The problem with these approaches is that they both, in their different ways, misapprehend the significance of time. The idea of replacing microchip imports with American-made products undervalues Taiwan’s 40-year head start with its microchip industry—and it took at least a decade for the island to become globally competitive. A similar lag will apply to the U.S., which will probably need several decades at least of further investments of the same scale as the CHIPS Act before it can manufacture domestically most of the microchips it requires.
An additional complication is that TSMC’s operations have features that are hard to imagine replicating elsewhere. Its advanced-research division, for example, has engineers working in three shifts so that it can run 24 hours a day, seven days a week—“the Nightingale Army,” as they’re sometimes known, who are sacrificing themselves for this national purpose, Taiwan’s “silicon shield.”
The time issue with the idea of leaping to Taiwan’s defense is that if China attacks, it could be too late.

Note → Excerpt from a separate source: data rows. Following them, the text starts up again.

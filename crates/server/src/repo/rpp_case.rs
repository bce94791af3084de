use chrono::NaiveDate;
use shared_types::{
    AppError, CreateRppCaseRequest, RppCase, UpdateRppCaseRequest, FUND_MEMO_NO_RECORD,
    FUND_PR_STATUS_NIL, FUND_RESULT_NONE, SOURCE_EMAIL, SOURCE_RPP_PORTAL,
};
use sqlx::{Pool, Postgres};
use uuid::Uuid;

use crate::audit::{actions, AuditEvent};
use crate::auth::extractors::Actor;
use crate::error_convert::SqlxErrorExt;

const RPP_COLUMNS: &str = "id, bmid, rpp_id, source_type, date_received, month_received, email, \
     rpp_portal, complainant_name, complainant_ic, complainant_phone, bank_name, account_number, \
     amount, fraud_type, icbs_tag, action_taken_icbs, fund_result, fund_pr_status, \
     fund_memo_type, status, remarks, pic, created_by, created_at, updated_at";

fn validate_source_type(source_type: &str) -> Result<(), AppError> {
    if source_type == SOURCE_EMAIL || source_type == SOURCE_RPP_PORTAL {
        Ok(())
    } else {
        Err(AppError::validation(
            "Source Type must be \"Email\" or \"RPP Portal\"",
        ))
    }
}

/// Duplicate-entry rule: at most two records per BMID, and they must use
/// different source types.
fn check_duplicate_rule(
    existing: &[(Uuid, String)],
    source_type: &str,
) -> Result<(), AppError> {
    if existing.len() >= 2 {
        return Err(AppError::conflict(
            "Maximum 2 entries per BMID reached (one Email + one RPP Portal)",
        ));
    }
    if existing.iter().any(|(_, s)| s == source_type) {
        return Err(AppError::conflict(format!(
            "This BMID already has a \"{source_type}\" entry. Use a different source type."
        )));
    }
    Ok(())
}

/// Fund-field rule. The "None" sentinel forces the fixed PR status and
/// memo type; any other fund result makes both mandatory.
fn apply_fund_rule(
    fund_result: Option<&str>,
    fund_pr_status: Option<String>,
    fund_memo_type: Option<String>,
) -> Result<(Option<String>, Option<String>), AppError> {
    match fund_result {
        Some(FUND_RESULT_NONE) => Ok((
            Some(FUND_PR_STATUS_NIL.to_string()),
            Some(FUND_MEMO_NO_RECORD.to_string()),
        )),
        Some(_) => {
            let present = |v: &Option<String>| v.as_deref().is_some_and(|s| !s.trim().is_empty());
            if !present(&fund_pr_status) || !present(&fund_memo_type) {
                return Err(AppError::validation(
                    "Fund PR Status and Memo Type are required when Fund Result is not \"None\"",
                ));
            }
            Ok((fund_pr_status, fund_memo_type))
        }
        None => Ok((fund_pr_status, fund_memo_type)),
    }
}

/// Keep only the channel field matching the source type.
fn channel_fields(
    source_type: &str,
    email: Option<String>,
    rpp_portal: Option<String>,
) -> (Option<String>, Option<String>) {
    if source_type == SOURCE_EMAIL {
        (email, None)
    } else {
        (None, rpp_portal)
    }
}

/// Receipt month in `YYYY-MM` form: an explicit value wins, otherwise it
/// is derived from the receipt date.
fn derive_month(explicit: Option<&str>, date_received: NaiveDate) -> String {
    match explicit.map(str::trim).filter(|s| !s.is_empty()) {
        Some(m) => m.to_string(),
        None => date_received.format("%Y-%m").to_string(),
    }
}

async fn entries_for_bmid(
    pool: &Pool<Postgres>,
    bmid: &str,
    exclude: Option<Uuid>,
) -> Result<Vec<(Uuid, String)>, AppError> {
    let rows: Vec<(Uuid, String)> = sqlx::query_as(
        r#"
        SELECT id, source_type
        FROM rpp_cases
        WHERE bmid = $1 AND ($2::UUID IS NULL OR id <> $2)
        "#,
    )
    .bind(bmid)
    .bind(exclude)
    .fetch_all(pool)
    .await
    .map_err(SqlxErrorExt::into_app_error)?;

    Ok(rows)
}

/// Log an incoming report. PIC and creator are both bound to the acting
/// user; there is no delegation on create.
pub async fn create(
    pool: &Pool<Postgres>,
    actor: &Actor,
    req: CreateRppCaseRequest,
) -> Result<(RppCase, Vec<AuditEvent>), AppError> {
    let present = |v: &Option<String>| v.as_deref().is_some_and(|s| !s.trim().is_empty());
    if !present(&req.bmid) || !present(&req.source_type) {
        return Err(AppError::validation("BMID and Source Type are required"));
    }

    let bmid = req.bmid.as_deref().unwrap_or_default().trim().to_string();
    let source_type = req.source_type.as_deref().unwrap_or_default().trim().to_string();
    validate_source_type(&source_type)?;

    // Friendly pre-check; the (bmid, source_type) unique constraint is the
    // real guard against a concurrent create racing past this.
    let existing = entries_for_bmid(pool, &bmid, None).await?;
    check_duplicate_rule(&existing, &source_type)?;

    let (fund_pr_status, fund_memo_type) = apply_fund_rule(
        req.fund_result.as_deref(),
        req.fund_pr_status,
        req.fund_memo_type,
    )?;

    let (email, rpp_portal) = channel_fields(&source_type, req.email, req.rpp_portal);

    let date_received = req
        .date_received
        .unwrap_or_else(|| chrono::Utc::now().date_naive());
    let month_received = derive_month(req.month_received.as_deref(), date_received);

    let case = sqlx::query_as::<_, RppCase>(&format!(
        r#"
        INSERT INTO rpp_cases
            (bmid, rpp_id, source_type, date_received, month_received, email, rpp_portal,
             complainant_name, complainant_ic, complainant_phone, bank_name, account_number,
             amount, fraud_type, icbs_tag, action_taken_icbs, fund_result, fund_pr_status,
             fund_memo_type, status, remarks, pic, created_by)
        VALUES ($1, $2, $3, $4, $5, $6, $7, $8, $9, $10, $11, $12, $13, $14, $15, $16, $17,
                $18, $19, COALESCE($20, 'Pending'), $21, $22, $22)
        RETURNING {RPP_COLUMNS}
        "#
    ))
    .bind(&bmid)
    .bind(&req.rpp_id)
    .bind(&source_type)
    .bind(date_received)
    .bind(&month_received)
    .bind(&email)
    .bind(&rpp_portal)
    .bind(&req.complainant_name)
    .bind(&req.complainant_ic)
    .bind(&req.complainant_phone)
    .bind(&req.bank_name)
    .bind(&req.account_number)
    .bind(req.amount.unwrap_or(0.0))
    .bind(&req.fraud_type)
    .bind(&req.icbs_tag)
    .bind(&req.action_taken_icbs)
    .bind(&req.fund_result)
    .bind(&fund_pr_status)
    .bind(&fund_memo_type)
    .bind(&req.status)
    .bind(&req.remarks)
    .bind(actor.id)
    .fetch_one(pool)
    .await
    .map_err(SqlxErrorExt::into_app_error)?;

    let events = vec![AuditEvent::new(
        actor.id,
        actions::CREATE_RPP_CASE,
        "rpp_case",
        case.id,
        serde_json::json!({ "bmid": bmid, "source_type": source_type }),
    )];

    Ok((case, events))
}

pub async fn find_by_id(pool: &Pool<Postgres>, id: Uuid) -> Result<Option<RppCase>, AppError> {
    let row = sqlx::query_as::<_, RppCase>(&format!(
        "SELECT {RPP_COLUMNS} FROM rpp_cases WHERE id = $1"
    ))
    .bind(id)
    .fetch_optional(pool)
    .await
    .map_err(SqlxErrorExt::into_app_error)?;

    Ok(row)
}

/// All incoming reports, newest first.
pub async fn list(pool: &Pool<Postgres>) -> Result<Vec<RppCase>, AppError> {
    let rows = sqlx::query_as::<_, RppCase>(&format!(
        "SELECT {RPP_COLUMNS} FROM rpp_cases ORDER BY created_at DESC"
    ))
    .fetch_all(pool)
    .await
    .map_err(SqlxErrorExt::into_app_error)?;

    Ok(rows)
}

/// Apply a partial patch, re-running the duplicate and fund rules on the
/// incoming fields. Identifier, creation timestamp, and creator are
/// immutable.
pub async fn update(
    pool: &Pool<Postgres>,
    actor: &Actor,
    id: Uuid,
    req: UpdateRppCaseRequest,
) -> Result<(RppCase, Vec<AuditEvent>), AppError> {
    let existing_case = find_by_id(pool, id)
        .await?
        .ok_or_else(|| AppError::not_found("RPP case not found"))?;

    if let Some(source_type) = req.source_type.as_deref() {
        validate_source_type(source_type)?;
    }

    // Re-check duplicates (excluding this record) whenever the BMID or
    // source type is part of the patch.
    if req.bmid.is_some() || req.source_type.is_some() {
        let bmid = req.bmid.as_deref().unwrap_or(&existing_case.bmid);
        let source_type = req
            .source_type
            .as_deref()
            .unwrap_or(&existing_case.source_type);

        let others = entries_for_bmid(pool, bmid, Some(id)).await?;
        check_duplicate_rule(&others, source_type)?;
    }

    let (fund_pr_status, fund_memo_type) = apply_fund_rule(
        req.fund_result.as_deref(),
        req.fund_pr_status,
        req.fund_memo_type,
    )?;

    let case = sqlx::query_as::<_, RppCase>(&format!(
        r#"
        UPDATE rpp_cases SET
            bmid              = COALESCE($2, bmid),
            rpp_id            = COALESCE($3, rpp_id),
            source_type       = COALESCE($4, source_type),
            date_received     = COALESCE($5, date_received),
            month_received    = COALESCE($6, month_received),
            email             = COALESCE($7, email),
            rpp_portal        = COALESCE($8, rpp_portal),
            complainant_name  = COALESCE($9, complainant_name),
            complainant_ic    = COALESCE($10, complainant_ic),
            complainant_phone = COALESCE($11, complainant_phone),
            bank_name         = COALESCE($12, bank_name),
            account_number    = COALESCE($13, account_number),
            amount            = COALESCE($14, amount),
            fraud_type        = COALESCE($15, fraud_type),
            icbs_tag          = COALESCE($16, icbs_tag),
            action_taken_icbs = COALESCE($17, action_taken_icbs),
            fund_result       = COALESCE($18, fund_result),
            fund_pr_status    = COALESCE($19, fund_pr_status),
            fund_memo_type    = COALESCE($20, fund_memo_type),
            status            = COALESCE($21, status),
            remarks           = COALESCE($22, remarks),
            pic               = COALESCE($23, pic),
            updated_at        = NOW()
        WHERE id = $1
        RETURNING {RPP_COLUMNS}
        "#
    ))
    .bind(id)
    .bind(&req.bmid)
    .bind(&req.rpp_id)
    .bind(&req.source_type)
    .bind(req.date_received)
    .bind(&req.month_received)
    .bind(&req.email)
    .bind(&req.rpp_portal)
    .bind(&req.complainant_name)
    .bind(&req.complainant_ic)
    .bind(&req.complainant_phone)
    .bind(&req.bank_name)
    .bind(&req.account_number)
    .bind(req.amount)
    .bind(&req.fraud_type)
    .bind(&req.icbs_tag)
    .bind(&req.action_taken_icbs)
    .bind(&req.fund_result)
    .bind(&fund_pr_status)
    .bind(&fund_memo_type)
    .bind(&req.status)
    .bind(&req.remarks)
    .bind(req.pic)
    .fetch_optional(pool)
    .await
    .map_err(SqlxErrorExt::into_app_error)?
    .ok_or_else(|| AppError::not_found("RPP case not found"))?;

    let events = vec![AuditEvent::new(
        actor.id,
        actions::UPDATE_RPP_CASE,
        "rpp_case",
        id,
        serde_json::json!({ "bmid": case.bmid.clone() }),
    )];

    Ok((case, events))
}

#[cfg(test)]
mod tests {
    use super::*;

    fn entry(source_type: &str) -> (Uuid, String) {
        (Uuid::new_v4(), source_type.to_string())
    }

    #[test]
    fn first_entry_for_a_bmid_is_allowed() {
        assert!(check_duplicate_rule(&[], SOURCE_EMAIL).is_ok());
        assert!(check_duplicate_rule(&[], SOURCE_RPP_PORTAL).is_ok());
    }

    #[test]
    fn second_entry_needs_a_different_source_type() {
        let existing = [entry(SOURCE_EMAIL)];
        assert!(check_duplicate_rule(&existing, SOURCE_RPP_PORTAL).is_ok());

        let err = check_duplicate_rule(&existing, SOURCE_EMAIL).unwrap_err();
        assert_eq!(err.kind, shared_types::AppErrorKind::Conflict);
    }

    #[test]
    fn third_entry_is_always_rejected() {
        let existing = [entry(SOURCE_EMAIL), entry(SOURCE_RPP_PORTAL)];
        let err = check_duplicate_rule(&existing, SOURCE_EMAIL).unwrap_err();
        assert_eq!(err.kind, shared_types::AppErrorKind::Conflict);
    }

    #[test]
    fn fund_none_forces_sentinel_values() {
        let (pr, memo) = apply_fund_rule(
            Some(FUND_RESULT_NONE),
            Some("Recovered".into()),
            Some("Memo A".into()),
        )
        .unwrap();
        assert_eq!(pr.as_deref(), Some(FUND_PR_STATUS_NIL));
        assert_eq!(memo.as_deref(), Some(FUND_MEMO_NO_RECORD));
    }

    #[test]
    fn fund_result_set_requires_both_fields() {
        let err = apply_fund_rule(Some("Recovered"), None, Some("Memo".into())).unwrap_err();
        assert_eq!(err.kind, shared_types::AppErrorKind::Validation);

        let err = apply_fund_rule(Some("Recovered"), Some("PR-1".into()), Some("  ".into()))
            .unwrap_err();
        assert_eq!(err.kind, shared_types::AppErrorKind::Validation);

        let (pr, memo) =
            apply_fund_rule(Some("Recovered"), Some("PR-1".into()), Some("Memo".into())).unwrap();
        assert_eq!(pr.as_deref(), Some("PR-1"));
        assert_eq!(memo.as_deref(), Some("Memo"));
    }

    #[test]
    fn absent_fund_result_passes_fields_through() {
        let (pr, memo) = apply_fund_rule(None, None, Some("Memo".into())).unwrap();
        assert!(pr.is_none());
        assert_eq!(memo.as_deref(), Some("Memo"));
    }

    #[test]
    fn channel_fields_null_the_inapplicable_side() {
        let (email, portal) = channel_fields(
            SOURCE_EMAIL,
            Some("a@b.com".into()),
            Some("REF-1".into()),
        );
        assert_eq!(email.as_deref(), Some("a@b.com"));
        assert!(portal.is_none());

        let (email, portal) = channel_fields(
            SOURCE_RPP_PORTAL,
            Some("a@b.com".into()),
            Some("REF-1".into()),
        );
        assert!(email.is_none());
        assert_eq!(portal.as_deref(), Some("REF-1"));
    }

    #[test]
    fn month_derivation_takes_first_seven_of_iso_date() {
        let date = NaiveDate::from_ymd_opt(2024, 3, 15).unwrap();
        assert_eq!(derive_month(None, date), "2024-03");
    }

    #[test]
    fn explicit_month_wins_over_derivation() {
        let date = NaiveDate::from_ymd_opt(2024, 3, 15).unwrap();
        assert_eq!(derive_month(Some("2024-01"), date), "2024-01");
        assert_eq!(derive_month(Some("  "), date), "2024-03");
    }

    #[test]
    fn source_type_is_whitelisted() {
        assert!(validate_source_type(SOURCE_EMAIL).is_ok());
        assert!(validate_source_type(SOURCE_RPP_PORTAL).is_ok());
        assert!(validate_source_type("Phone").is_err());
        assert!(validate_source_type("email").is_err());
    }
}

Should China invade, the coastal-based microchip factories could be destroyed by the time the U.S. military responded. The world would already be well on its way to plunging off an economic cliff.
The U.S. does have a third option: make it too costly for China to invade Taiwan by enabling Taiwan to defend itself. Earlier this month, the Biden administration asked for, and Congress is expected to approve, a $1.1 billion arms sale to Taiwan. The package included anti-ship and air-to-air missiles, as well as an estimated $665 million to support Taiwan’s surveillance-radar program. But Taiwan probably needs more defenses to credibly deter an invasion.
Taiwan has an unfortunate history of spending too much of its limited defense budget on expensive platforms such as fighter aircraft and surface ships—neither of which are likely to survive the first days of a war with China. Some of the same types of arms that the U.S. has agreed to sell to Taiwan are currently in use by Ukrainians in their defensive war against Russia.
Even better, these sorts of systems—such as the High Mobility Artillery Rocket System (HIMARS), drones, loitering munitions, anti-tank missiles, and sea mines—might be able to do the job at relatively low cost. For about a tenth of the investment of the CHIPS Act, Taiwan could build up a so-called porcupine defense with a “large number of small things.”
Such a strategy, already proving successful in Ukraine, could yield results within a couple of years, rather than decades. One holdup in the process of arming Taiwan as quickly as America might like is a bottleneck in U.S. arms manufacturing caused by—you guessed it—microchips. The problem is temporary, but it only goes to underline what a priority it is for the U.S. to ensure that Taiwan has the right defense systems to project its own security, in the most timely way possible.